Design and Research in Product Cycles

I am having difficulty rinsing my fountain pens this week.
The situation is Gaza might have lost its media appeal, but it doesn't look like its over... Supposedly there is a truce; but both parties are acting up. IDF is bombing and bombing and bombing, Hamas is keeping hostages in exchange. I hope four days will help in aiding the innocent civilians in Gaza and give strength to the hostages from both sides.
But the kids in Gaza... they struggle to find water. It feels terrible to dip a fountain pen nib into half a glass of water. It is mesmerizing to see the ink flow into clear, crisp water, or it was. I feel bad wasting that water for my own transient pleasure.
Donate where you trust. Watch this exchange, share it if you agree. Give the kids a chance, times 10,000.
Event: The Right Depth of Research for Product Teams
Brick Institute and Userspots graciously hosted me last week in an alumni webinar about the right depth of research in product development lifecycle.
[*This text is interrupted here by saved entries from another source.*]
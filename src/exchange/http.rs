//! HTTP implementation of the Exchange surface.
//!
//! One reqwest client, one base URL, one fixed API path prefix. The path
//! handed to the request signer is the same string appended to the base
//! URL, so the signature always covers exactly the path the server sees.

use std::collections::VecDeque;
use std::pin::Pin;

use async_trait::async_trait;
use futures::{Stream, StreamExt};

use super::results;
use super::types::*;
use super::{ExchangeApi, PollEventStream};
use crate::error::{AgoraError, AgoraResult};
use crate::signing::{
    RequestSigner, SignedRequest, HEADER_NONCE, HEADER_SELF_ID, HEADER_SIGNATURE, HEADER_STAMP,
    HEADER_TIMESTAMP, HEADER_VOTER_TOKEN,
};

/// Production Exchange client.
pub struct HttpExchange {
    client: reqwest::Client,
    base_url: String,
    path_prefix: String,
    signer: RequestSigner,
}

impl HttpExchange {
    /// `base_url` without trailing slash, `path_prefix` like "/api".
    pub fn new(base_url: String, path_prefix: String, signer: RequestSigner) -> AgoraResult<Self> {
        let client = reqwest::Client::builder()
            .build()
            .map_err(|e| AgoraError::Network(e.to_string()))?;
        Ok(Self {
            client,
            base_url: base_url.trim_end_matches('/').to_string(),
            path_prefix,
            signer,
        })
    }

    /// The path as the server reconstructs it for signature checks.
    fn signed_path(&self, path: &str) -> String {
        format!("{}{}", self.path_prefix, path)
    }

    fn url(&self, path: &str) -> String {
        format!("{}{}", self.base_url, self.signed_path(path))
    }

    fn attach(req: reqwest::RequestBuilder, signed: &SignedRequest) -> reqwest::RequestBuilder {
        req.header(HEADER_SELF_ID, signed.self_id.as_str())
            .header(HEADER_TIMESTAMP, signed.timestamp_ms.to_string())
            .header(HEADER_NONCE, signed.nonce.as_str())
            .header(HEADER_SIGNATURE, signed.signature.as_str())
    }
}

async fn status_and_body(resp: reqwest::Response) -> (u16, String) {
    let status = resp.status().as_u16();
    let body = resp.text().await.unwrap_or_default();
    (status, body)
}

fn api_error(context: &str, status: u16, body: &str) -> AgoraError {
    AgoraError::Api(format!("{context}: status {status}: {body}"))
}

#[async_trait]
impl ExchangeApi for HttpExchange {
    async fn health(&self) -> AgoraResult<bool> {
        let resp = self.client.get(self.url("/health")).send().await?;
        Ok(resp.status().is_success())
    }

    async fn list_polls(&self) -> AgoraResult<Vec<RemotePoll>> {
        let resp = self.client.get(self.url("/polls")).send().await?;
        if !resp.status().is_success() {
            let (status, body) = status_and_body(resp).await;
            return Err(api_error("list polls", status, &body));
        }
        let value: serde_json::Value = resp.json().await?;
        Ok(decode_poll_index(&value))
    }

    async fn create_poll(&self, poll: &NewPoll) -> AgoraResult<RemotePoll> {
        let path = self.signed_path("/polls");
        let body = poll.to_body();
        let signed = self.signer.sign("POST", &path, Some(&body))?;

        let req = self.client.post(self.url("/polls")).json(&body);
        let resp = Self::attach(req, &signed).send().await?;
        if !resp.status().is_success() {
            let (status, body) = status_and_body(resp).await;
            return Err(api_error("create poll", status, &body));
        }
        let value: serde_json::Value = resp.json().await?;
        // Response is {poll: {...}}; tolerate a bare poll object too.
        let poll_value = value.get("poll").unwrap_or(&value);
        serde_json::from_value(poll_value.clone())
            .map_err(|e| AgoraError::Api(format!("create poll: bad poll shape: {e}")))
    }

    async fn cast_vote(
        &self,
        poll_id: &str,
        option_id: &str,
        credential: &VoteCredential,
    ) -> AgoraResult<VoteReceipt> {
        let body = serde_json::json!({ "option_id": option_id });
        let req = self
            .client
            .post(self.url(&format!("/polls/{poll_id}/vote")))
            .json(&body);
        let req = match credential {
            VoteCredential::Stamp(stamp) => req.header(HEADER_STAMP, stamp.as_str()),
            VoteCredential::VoterToken(token) => req.header(HEADER_VOTER_TOKEN, token.as_str()),
        };

        let resp = req.send().await?;
        let status = resp.status();
        // Credential-class rejections get their own variant so the caller
        // can clear the offending credential and fall back.
        if status.as_u16() == 401 || status.as_u16() == 403 {
            return Err(AgoraError::InvalidCredential);
        }
        if !status.is_success() {
            let (status, body) = status_and_body(resp).await;
            return Err(api_error("cast vote", status, &body));
        }
        let receipt: VoteReceipt = resp.json().await.unwrap_or_default();
        Ok(receipt)
    }

    async fn fetch_challenge(&self) -> AgoraResult<ChallengeSpec> {
        let resp = self
            .client
            .get(self.url("/identity/challenge"))
            .send()
            .await?;
        if !resp.status().is_success() {
            let (status, body) = status_and_body(resp).await;
            return Err(AgoraError::ChallengeFailed { status, body });
        }
        resp.json()
            .await
            .map_err(|e| AgoraError::Api(format!("challenge: bad shape: {e}")))
    }

    async fn create_identity(&self, challenge: &str, nonce: &str) -> AgoraResult<IdentityGrant> {
        let body = serde_json::json!({ "challenge": challenge, "nonce": nonce });
        let resp = self
            .client
            .post(self.url("/identity/create"))
            .json(&body)
            .send()
            .await?;
        if !resp.status().is_success() {
            let (status, body) = status_and_body(resp).await;
            return Err(AgoraError::IdentityCreateFailed { status, body });
        }
        resp.json()
            .await
            .map_err(|e| AgoraError::Api(format!("identity create: bad shape: {e}")))
    }

    async fn mint_stamps(&self) -> AgoraResult<MintReceipt> {
        let path = self.signed_path("/stamp");
        let signed = self.signer.sign("POST", &path, None)?;

        let req = self.client.post(self.url("/stamp"));
        let resp = Self::attach(req, &signed).send().await?;
        if !resp.status().is_success() {
            let (status, body) = status_and_body(resp).await;
            return Err(api_error("mint stamps", status, &body));
        }
        resp.json()
            .await
            .map_err(|e| AgoraError::Api(format!("mint: bad shape: {e}")))
    }

    async fn stream_results(&self, poll_id: &str) -> AgoraResult<Option<PollEventStream>> {
        let resp = self
            .client
            .get(self.url(&format!("/polls/{poll_id}/stream")))
            .send()
            .await?;
        // A valid poll may legitimately have no stream.
        if resp.status().as_u16() == 404 {
            return Ok(None);
        }
        if !resp.status().is_success() {
            let (status, body) = status_and_body(resp).await;
            return Err(api_error("results stream", status, &body));
        }

        let bytes: Pin<Box<dyn Stream<Item = Result<Vec<u8>, String>> + Send>> = Box::pin(
            resp.bytes_stream()
                .map(|r| r.map(|b| b.to_vec()).map_err(|e| e.to_string())),
        );
        let state = SseStreamState {
            bytes,
            parser: SseParser::default(),
            pending: VecDeque::new(),
            done: false,
        };
        let stream = futures::stream::unfold(state, |mut st| async move {
            loop {
                if let Some(item) = st.pending.pop_front() {
                    return Some((item, st));
                }
                if st.done {
                    return None;
                }
                match st.bytes.next().await {
                    Some(Ok(chunk)) => {
                        let text = String::from_utf8_lossy(&chunk).into_owned();
                        for event in st.parser.feed(&text) {
                            if let Some(poll_event) = decode_poll_event(&event) {
                                st.pending.push_back(Ok(poll_event));
                            }
                        }
                    }
                    Some(Err(err)) => {
                        // One terminal error, then the stream ends. The
                        // caller resubscribes by reopening the poll view.
                        st.done = true;
                        st.pending.push_back(Err(AgoraError::Network(err)));
                    }
                    None => st.done = true,
                }
            }
        });
        Ok(Some(Box::pin(stream)))
    }
}

struct SseStreamState {
    bytes: Pin<Box<dyn Stream<Item = Result<Vec<u8>, String>> + Send>>,
    parser: SseParser,
    pending: VecDeque<AgoraResult<PollEvent>>,
    done: bool,
}

/// Tolerant decode of the poll index: bare array or `{polls: [...]}`.
/// Entries that fail to decode are skipped, not fatal.
pub(crate) fn decode_poll_index(value: &serde_json::Value) -> Vec<RemotePoll> {
    let entries = value
        .as_array()
        .or_else(|| value.get("polls").and_then(|p| p.as_array()));
    let Some(entries) = entries else {
        tracing::warn!("poll index has unexpected shape");
        return Vec::new();
    };
    entries
        .iter()
        .filter_map(|entry| match serde_json::from_value(entry.clone()) {
            Ok(poll) => Some(poll),
            Err(err) => {
                tracing::warn!(%err, "skipping undecodable poll entry");
                None
            }
        })
        .collect()
}

/// One server-sent event: optional name plus data payload.
#[derive(Debug, Clone, PartialEq, Eq)]
pub(crate) struct SseEvent {
    pub name: Option<String>,
    pub data: String,
}

/// Incremental parser for the text/event-stream format. Chunks may split
/// anywhere, including mid-line; events end at a blank line.
#[derive(Default)]
pub(crate) struct SseParser {
    buffer: String,
    name: Option<String>,
    data_lines: Vec<String>,
}

impl SseParser {
    pub fn feed(&mut self, chunk: &str) -> Vec<SseEvent> {
        self.buffer.push_str(chunk);
        let mut events = Vec::new();

        while let Some(newline) = self.buffer.find('\n') {
            let line: String = self.buffer.drain(..=newline).collect();
            let line = line.trim_end_matches(['\n', '\r']);

            if line.is_empty() {
                if !self.data_lines.is_empty() || self.name.is_some() {
                    events.push(SseEvent {
                        name: self.name.take(),
                        data: self.data_lines.join("\n"),
                    });
                    self.data_lines.clear();
                }
            } else if let Some(rest) = line.strip_prefix("event:") {
                self.name = Some(rest.trim_start().to_string());
            } else if let Some(rest) = line.strip_prefix("data:") {
                self.data_lines.push(rest.trim_start().to_string());
            }
            // Comments (":keepalive") and id/retry fields are ignored.
        }
        events
    }
}

/// Map a named SSE event to a poll event. Undecodable payloads are
/// dropped with a warning; unknown event names are ignored.
pub(crate) fn decode_poll_event(event: &SseEvent) -> Option<PollEvent> {
    match event.name.as_deref() {
        Some("poll") => match serde_json::from_str(&event.data) {
            Ok(poll) => Some(PollEvent::Snapshot(poll)),
            Err(err) => {
                tracing::warn!(%err, "bad poll snapshot event");
                None
            }
        },
        Some("results") => match serde_json::from_str::<serde_json::Value>(&event.data) {
            Ok(value) => Some(PollEvent::Results(results::normalize(&value))),
            Err(err) => {
                tracing::warn!(%err, "bad results event");
                None
            }
        },
        _ => None,
    }
}

#[cfg(test)]
mod tests {
    use super::*;
    use serde_json::json;

    #[test]
    fn poll_index_accepts_both_shapes() {
        let bare = json!([{ "id": "p1", "title": "A" }]);
        let wrapped = json!({ "polls": [{ "id": "p1", "title": "A" }] });
        assert_eq!(decode_poll_index(&bare).len(), 1);
        assert_eq!(decode_poll_index(&wrapped).len(), 1);
        assert!(decode_poll_index(&json!({ "nope": 1 })).is_empty());
    }

    #[test]
    fn poll_index_skips_bad_entries() {
        let mixed = json!([{ "id": "p1", "title": "A" }, { "title": 42 }]);
        let polls = decode_poll_index(&mixed);
        assert_eq!(polls.len(), 1);
        assert_eq!(polls[0].id, "p1");
    }

    #[test]
    fn sse_parser_handles_split_chunks() {
        let mut parser = SseParser::default();
        assert!(parser.feed("event: res").is_empty());
        assert!(parser.feed("ults\ndata: {\"a\":").is_empty());
        let events = parser.feed("1}\n\n");
        assert_eq!(
            events,
            vec![SseEvent {
                name: Some("results".into()),
                data: "{\"a\":1}".into()
            }]
        );
    }

    #[test]
    fn sse_parser_ignores_comments_and_joins_data() {
        let mut parser = SseParser::default();
        let events = parser.feed(":keepalive\nevent: poll\ndata: line1\ndata: line2\n\n");
        assert_eq!(events.len(), 1);
        assert_eq!(events[0].data, "line1\nline2");
    }

    #[test]
    fn decode_named_events() {
        let snapshot = SseEvent {
            name: Some("poll".into()),
            data: json!({ "id": "p1", "title": "T" }).to_string(),
        };
        assert!(matches!(
            decode_poll_event(&snapshot),
            Some(PollEvent::Snapshot(_))
        ));

        let results = SseEvent {
            name: Some("results".into()),
            data: json!({ "totals": { "opt-0": 2 } }).to_string(),
        };
        match decode_poll_event(&results) {
            Some(PollEvent::Results(summary)) => {
                assert_eq!(summary.totals.get("opt-0"), Some(&2.0))
            }
            other => panic!("expected results event, got {other:?}"),
        }

        let unknown = SseEvent {
            name: Some("heartbeat".into()),
            data: String::new(),
        };
        assert!(decode_poll_event(&unknown).is_none());
    }
}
The core of my presentation was based on Dave Hora's Three Waves of Research Practice article and the six steps of any successful research endeavor in Product Research Rules.
It was a great call! We had a wild Q&A that ranged from design practices to pursuing opportunities abroad. I want to thank all alumni who joined.
Sneak preview: I am working on two courses with Brick Institute to teach empirical techniques for research in product teams. They will be mostly targeted for product people, but researchers and designers are also welcome.
📝 Can you let us know if you are interested by answering two questions?
Thoughts: Design for discovery and delivery are two different things
Thank you for your responses to the survey in the previous newsletter. I'm writing about the option that got the most votes: design and research in product development cycles.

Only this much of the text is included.